Le baiser imposé par Rubiales à Jennifer Hermoso provoque une contre-attaque contre le machisme dans le foot espagnol
L’affaire est emblématique d’une société largement sensibilisée à la lutte contre les violences sexuelles et qui rejette avec force l’attitude du président de la fédération espagnole de football
- Publié le 28-08-2023 à 21h33
- Mis à jour le 29-08-2023 à 13h08
“#C’EstTerminé”. C’est le cri de ralliement que lancent depuis quelques jours les soutiens de Jennifer Hermoso, joueuse de l’équipe de football féminine espagnole qui a remporté la Coupe du monde, dimanche 20 août, à Sydney, dans son bras de fer contre le “patron du foot espagnol”, Luis Rubiales. Ce dernier avait embrassé l’attaquante de l’équipe d’Espagne sur les lèvres devant le monde entier, lors de la remise des médailles. La footballeuse assure que l’acte lui a été imposé. La pression ne cesse de croître, depuis, pour que le président de la fédération royale de football espagnol (RFEF) quitte ses fonctions. Un mouvement sans précédent qui perçoit largement ce geste comme une agression sexuelle, perpétré dans un milieu au sein duquel les joueuses ont toujours dû supporter une culture machiste que la société espagnole semble ne plus accepter.
Changement des mentalités
“Ce qui fait la différence aujourd’hui, c’est que la société espagnole interprète cet événement avec une grille de lecture féministe. Le débat a tourné autour du consentement. La société perçoit qu’il y a un abus de pouvoir et rejette ce geste”, situe Máraim Martínez-Bascuña, docteur en sciences politiques à l’université autonome de Madrid, spécialiste de la théorie féministe. “Je crois que le travail de pédagogie réalisé par le mouvement féministe ces derniers jours y est pour beaucoup.”
Le soir où les Espagnoles sont devenues championnes du monde, le président de la RFEF a pris la tête de Jennifer Hermoso, l’a embrassée. “Je n’ai pas aimé, hein”, a commenté cette dernière dans un live Instagram, peu après. “Mais qu’est-ce que tu voulais que je fasse ? Regarde-moi”, poursuit-elle, mise face aux images de ce baiser, laissant entendre qu’elle n’a pas vraiment eu le choix. Face aux quelques journalistes qui tiquent sur l’épisode, Luis Rubiales explique qu’il s’agit d’un geste spontané et mutuel surgi dans l’euphorie de la victoire. Sa déclaration est appuyée par les propos prêtés à Hermoso elle-même, fournis par la RFEF.

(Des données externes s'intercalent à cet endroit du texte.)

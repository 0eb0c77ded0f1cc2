use super::connector::Connector;
use super::pool::CursorPool;
use std::sync::Arc;
use std::time::Duration;
use tokio::task::JoinHandle;
use tokio::time::MissedTickBehavior;
use tokio_util::sync::CancellationToken;
use tracing::{debug, info};

/// Background task that periodically evicts idle sessions from a pool.
///
/// The task only holds a weak reference to the pool and exits on its own
/// once the pool is dropped; [`ReaperHandle::stop`] ends it deterministically.
pub struct ReaperHandle {
    token: CancellationToken,
    handle: JoinHandle<()>,
}

impl ReaperHandle {
    pub fn spawn<C: Connector>(pool: &Arc<CursorPool<C>>, interval: Duration) -> Self {
        let token = CancellationToken::new();
        let stopped = token.clone();
        let weak = Arc::downgrade(pool);

        let handle = tokio::spawn(async move {
            let mut ticker = tokio::time::interval(interval);
            ticker.set_missed_tick_behavior(MissedTickBehavior::Delay);
            // The first tick completes immediately
            ticker.tick().await;

            loop {
                tokio::select! {
                    _ = stopped.cancelled() => break,
                    _ = ticker.tick() => {}
                }

                let Some(pool) = weak.upgrade() else { break };
                let evicted = pool.reap_idle().await;
                if evicted > 0 {
                    info!("Reaper evicted {} idle sessions ({} active)", evicted, pool.session_count());
                }
            }
            debug!("Session reaper stopped");
        });

        debug!("Session reaper started (interval {:?})", interval);
        ReaperHandle { token, handle }
    }

    pub fn is_finished(&self) -> bool {
        self.handle.is_finished()
    }

    /// Signal the task and wait for it to exit
    pub async fn stop(self) {
        self.token.cancel();
        if let Err(e) = self.handle.await {
            debug!("Session reaper ended abnormally: {}", e);
        }
    }
}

Ce qui fait la différence aujourd’hui, c’est que la société espagnole interprète cet événement avec une grille de lecture féministe. Le débat a tourné autour du consentement. La société perçoit qu’il y a un abus de pouvoir et rejette ce geste
Mais rapidement, de nombreuses voix s’élèvent sur les réseaux sociaux et dans la presse, dénonçant le déséquilibre de pouvoir qui existe entre une simple joueuse et le “patron” du foot espagnol. Rappelant également que la réaction “Jenni” Hermoso, jugée trop tiède par certains de dans les premiers jours, est habituelle chez des victimes qui tendent parfois à minimiser les faits pour éviter d’amplifier le problème.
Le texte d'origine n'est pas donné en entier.